IBCN   20355
INSTITUTO DE BIOLOGIA CELULAR Y NEUROCIENCIA "PROFESOR EDUARDO DE ROBERTIS"
Unidad Ejecutora - UE
congresos y reuniones científicas
Título:
The dopaminergic system and the neuroendocrine response in a rat model of prenatal stress
Autor/es:
PALLARÉS MARÍA EUGENIA; ADROVER EZEQUIELA; IMSEN MERCEDES; MONTELEONE MELISA CAROLINA; BROCCO MARCELA ADRIANA; BAIER CARLOS JAVIER; ANTONELLI MARTA CRISTINA
Lugar:
Regensburg
Reunión:
Congreso; Regensburg Parental Brain 2013; 2013
Resumen:
We have previously demonstrated that prenatal stress (PS) exerts an impairment of midbrain dopaminergic system (DA) metabolism especially after puberty, suggesting a particular sensitivity of DA system to variations in gonadal hormones peaks. Additionally we demonstrated that PS alters the reproductive hormone profile and testis development of the rat male offspring. We employed a commonly use paradigm of prenatal stress in rats which consisted on restraining the dams three times per day from the 14th day of pregnancy until birth. Evaluation of D2 dopamine (D2R) and sexual hormones receptor levels on prefrontal cortex (PFC), hippocampus (HPC) and ventral tegmental area (VTA) were performed on prepubertal and adult male offspring. Additionally, evaluation of dendritic arborization in PFC and HPC were measured by quantifying the immunoexpresion of MAP2. Our results show that PS affected estrogen receptor alpha (ERalpha) expression: mRNA Er1s levels and ERalpha protein expression were decreased on PFC and HPC of brain adult offspring. Moreover, PS reduced D2R protein levels in HPC of prepubertal rats, whereas its levels were increased in VTA. Morphological studies revealed that both prepubertal and adult PS males presented a decrease in the number of MAP2 immunoreactive neurons in both areas suggesting that PS reduces  dendritic arborizations.
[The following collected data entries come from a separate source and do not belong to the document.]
//! Configuration for safe calls.
//!
//! A [`SafeCallConfig`] is fixed when its [`SafeCall`](crate::SafeCall) is
//! built. It can be assembled with [`SafeCallConfig::builder`] or read from
//! `SAFECALL_*` environment variables.

use std::time::Duration;

use crate::backend::Parameters;
use crate::errors::{SafeCallError, SafeCallResult};
use crate::resilience::{CircuitBreakerConfig, RetryConfig};

/// Default per-invocation timeout (20 seconds).
pub const DEFAULT_TIMEOUT: Duration = Duration::from_secs(20);

/// Default retries after the first attempt.
pub const DEFAULT_MAX_RETRIES: u32 = 2;

/// Default consecutive failures before the circuit opens.
pub const DEFAULT_FAILURE_THRESHOLD: u32 = 5;

/// Settings of one `SafeCall` instance.
#[derive(Debug, Clone, PartialEq)]
pub struct SafeCallConfig {
    /// Timeout applied to each backend invocation.
    pub timeout: Duration,
    /// Retry policy around each backend call.
    pub retry: RetryConfig,
    /// Whether prompts and responses are moderated.
    pub moderation: bool,
    /// Redactor identifiers, applied in order.
    pub redactors: Vec<String>,
    /// Provider parameters passed through to the backend.
    pub parameters: Parameters,
    /// Circuit breaker settings.
    pub circuit_breaker: CircuitBreakerConfig,
}

impl Default for SafeCallConfig {
    fn default() -> Self {
        Self {
            timeout: DEFAULT_TIMEOUT,
            retry: RetryConfig::default().max_retries(DEFAULT_MAX_RETRIES),
            moderation: true,
            redactors: Vec::new(),
            parameters: Parameters::new(),
            circuit_breaker: CircuitBreakerConfig::default()
                .failure_threshold(DEFAULT_FAILURE_THRESHOLD),
        }
    }
}

impl SafeCallConfig {
    /// Creates a new configuration builder.
    pub fn builder() -> SafeCallConfigBuilder {
        SafeCallConfigBuilder::new()
    }

    /// Creates a configuration from environment variables.
    ///
    /// # Environment Variables
    ///
    /// - `SAFECALL_TIMEOUT`: per-invocation timeout in seconds
    /// - `SAFECALL_MAX_RETRIES`: retries after the first attempt
    /// - `SAFECALL_MODERATION`: `true`, `false`, `1` or `0`
    /// - `SAFECALL_REDACT`: comma-separated redactor identifiers
    /// - `SAFECALL_CIRCUIT_THRESHOLD`: failures before the circuit opens
    ///
    /// Unset variables keep their defaults.
    ///
    /// # Errors
    ///
    /// Returns [`SafeCallError::Configuration`] if a variable is set but
    /// cannot be parsed, or the result fails validation.
    pub fn from_env() -> SafeCallResult<Self> {
        Self::from_lookup(|name| std::env::var(name).ok())
    }

    pub(crate) fn from_lookup<F>(lookup: F) -> SafeCallResult<Self>
    where
        F: Fn(&str) -> Option<String>,
    {
        let mut builder = SafeCallConfigBuilder::new();

        if let Some(value) = lookup("SAFECALL_TIMEOUT") {
            let secs = parse_var::<f64>("SAFECALL_TIMEOUT", &value)?;
            let timeout = Duration::try_from_secs_f64(secs).map_err(|_| {
                SafeCallError::configuration(format!("SAFECALL_TIMEOUT out of range: {value}"))
            })?;
            builder = builder.timeout(timeout);
        }

        if let Some(value) = lookup("SAFECALL_MAX_RETRIES") {
            builder = builder.max_retries(parse_var("SAFECALL_MAX_RETRIES", &value)?);
        }

        if let Some(value) = lookup("SAFECALL_MODERATION") {
            builder = builder.moderation(parse_flag("SAFECALL_MODERATION", &value)?);
        }

        if let Some(value) = lookup("SAFECALL_REDACT") {
            builder = builder.redactors(
                value
                    .split(',')
                    .map(str::trim)
                    .filter(|id| !id.is_empty())
                    .map(String::from),
            );
        }

        if let Some(value) = lookup("SAFECALL_CIRCUIT_THRESHOLD") {
            builder =
                builder.failure_threshold(parse_var("SAFECALL_CIRCUIT_THRESHOLD", &value)?);
        }

        builder.build()
    }
}

fn parse_var<T: std::str::FromStr>(name: &str, value: &str) -> SafeCallResult<T> {
    value
        .trim()
        .parse()
        .map_err(|_| SafeCallError::configuration(format!("Invalid value for {name}: {value}")))
}

fn parse_flag(name: &str, value: &str) -> SafeCallResult<bool> {
    match value.trim().to_ascii_lowercase().as_str() {
        "true" | "1" => Ok(true),
        "false" | "0" => Ok(false),
        _ => Err(SafeCallError::configuration(format!(
            "Invalid value for {name}: {value}"
        ))),
    }
}

/// Builder for `SafeCallConfig`.
#[derive(Debug, Clone, Default)]
pub struct SafeCallConfigBuilder {
    config: SafeCallConfig,
}

impl From<SafeCallConfig> for SafeCallConfigBuilder {
    fn from(config: SafeCallConfig) -> Self {
        Self { config }
    }
}

impl SafeCallConfigBuilder {
    /// Creates a builder holding the defaults.
    pub fn new() -> Self {
        Self::default()
    }

    /// Sets the per-invocation timeout.
    pub fn timeout(mut self, timeout: Duration) -> Self {
        self.config.timeout = timeout;
        self
    }

    /// Sets the timeout in seconds.
    pub fn timeout_secs(self, secs: u64) -> Self {
        self.timeout(Duration::from_secs(secs))
    }

    /// Sets the number of retries after the first attempt.
    pub fn max_retries(mut self, max_retries: u32) -> Self {
        self.config.retry.max_retries = max_retries;
        self
    }

    /// Replaces the whole retry configuration.
    pub fn retry(mut self, retry: RetryConfig) -> Self {
        self.config.retry = retry;
        self
    }

    /// Enables or disables moderation.
    pub fn moderation(mut self, enabled: bool) -> Self {
        self.config.moderation = enabled;
        self
    }

    /// Appends a redactor identifier.
    pub fn redact(mut self, id: impl Into<String>) -> Self {
        self.config.redactors.push(id.into());
        self
    }

    /// Replaces the redactor list.
    pub fn redactors<I, S>(mut self, ids: I) -> Self
    where
        I: IntoIterator<Item = S>,
        S: Into<String>,
    {
        self.config.redactors = ids.into_iter().map(Into::into).collect();
        self
    }

    /// Sets a provider parameter.
    pub fn param(mut self, name: impl Into<String>, value: impl Into<serde_json::Value>) -> Self {
        self.config.parameters.insert(name.into(), value.into());
        self
    }

    /// Replaces all provider parameters.
    pub fn parameters(mut self, parameters: Parameters) -> Self {
        self.config.parameters = parameters;
        self
    }

    /// Sets the circuit breaker failure threshold.
    pub fn failure_threshold(mut self, threshold: u32) -> Self {
        self.config.circuit_breaker = self.config.circuit_breaker.failure_threshold(threshold);
        self
    }

    /// Replaces the circuit breaker configuration.
    pub fn circuit_breaker(mut self, config: CircuitBreakerConfig) -> Self {
        self.config.circuit_breaker = config;
        self
    }

    /// Validates and builds the configuration.
    ///
    /// # Errors
    ///
    /// Returns [`SafeCallError::Configuration`] for a zero timeout, a zero
    /// failure threshold, or a retry cap below the initial delay.
    pub fn build(self) -> SafeCallResult<SafeCallConfig> {
        let config = self.config;

        if config.timeout.is_zero() {
            return Err(SafeCallError::configuration("Timeout must be greater than zero"));
        }

        if config.circuit_breaker.failure_threshold == 0 {
            return Err(SafeCallError::configuration(
                "Circuit breaker threshold must be at least 1",
            ));
        }

        if config.retry.max_delay < config.retry.initial_delay {
            return Err(SafeCallError::configuration(
                "Retry max delay must not be below the initial delay",
            ));
        }

        if !config.retry.multiplier.is_finite() || config.retry.multiplier < 1.0 {
            return Err(SafeCallError::configuration(
                "Retry multiplier must be a finite value of at least 1.0",
            ));
        }

        Ok(config)
    }
}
Our findings suggest that PS exerts long-term effects both in the HPT axis and DA system by altering the normal conectivity between areas, and by modulating the expression of D2R and ERalpha in an age-related pattern. Since the developing forebrain DA system was shown to be influenced by androgen exposure, and PS was shown to disrupt perinatal testosterone surges, our results suggest that prenatal insults might be affecting the organizational role of androgens and differentially modulate their activational role on brain development.